To be clear, we don’t want you to read the code and find what’s wrong just by looking at it. Sometimes you can find bugs that way, but many times it’s more productive to debug by building a mental model of how the program is misbehaving, and then use that information to figure out where the bug is.

Here are the three bugs:

On line 76, we declare a pointer struct stat *st and subsequently pass this to stat, but the pointer is never actually initialized to point anywhere. stat is reading the inode and putting the information in the memory addressed by that pointer, but if it points to garbage memory, this can cause a segfault.

This bug is probably easiest to find using gdb with backtrace.

The correct code should look like this:
```
struct stat st;
stat(directory, &st);
if (!S_ISDIR(st.st_mode)) {
```
On line 39, we append / to path, but we don’t subsequently increment lengthOfBasePath. This means that on line 49, when we append the child file name, that overwrites the /.

You could find this bug by stepping through line-by-line in gdb and printing the path, or by using print statements. If you print path before the while loop, you’ll see that it includes the /, but if you print after, you’ll see the / has been erased.
This function recurses on any child directories, including . and ... This leads to infinite recursion, since . and .. form cycles in the filesystem. The fix is to add this line after line 44:
```
if (strcmp(de->d_name, ".") == 0 || strcmp(de->d_name, "..") == 0) continue;
```

Problem 4: `valgrind` and orphaned file descriptors

This problem may be useful in your assignments to show you how to ensure you aren’t leaking file descriptors.

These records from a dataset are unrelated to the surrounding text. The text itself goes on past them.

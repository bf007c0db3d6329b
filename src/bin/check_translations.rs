//! Check the translation table for missing or suspicious entries.
//!
//! Usage: cargo run --bin check-translations
//!
//! Exits non-zero when a key is missing from any language.

use armos_site::i18n::{TranslationTable, TranslationValidator};

fn main() {
    let table = TranslationTable::get();
    let report = TranslationValidator::validate(table);

    println!(
        "Checked {} languages: {}",
        table.languages().len(),
        table.languages().join(", ")
    );

    for error in &report.errors {
        println!("ERROR   {}", error);
    }
    for warning in &report.warnings {
        println!("WARNING {}", warning);
    }

    if report.is_clean() {
        println!("All translations are consistent");
    } else {
        println!(
            "{} error(s), {} warning(s)",
            report.errors.len(),
            report.warnings.len()
        );
    }

    if report.has_errors() {
        std::process::exit(1);
    }
}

Here’s a very short exercise to enhance your understanding of valgrind and what it can do for you. Start by opening open-fds.cc in the lab1 directory, and trace through the code to keep tabs on what file descriptors are created, properly closed, and orphaned. Then run valgrind ./open-fds to confirm that there aren’t any memory leaks or errors (how could there be?), but then run valgrind --track-fds=yes ./open-fds to get information about the file descriptors that were (intentionally) left open. Without changing the logic of the program, insert as many close statements as necessary so that all file descriptors (including 0, 1, and 2) are properly donated back. (In practice, you do not have to close file descriptors 0, 1, and 2.)

This should be pretty self-explanatory, so I won’t include anything here beyond a remark that you need a close statement for every open descriptor identified by valgrind, and you should be careful to never close a previously closed descriptor.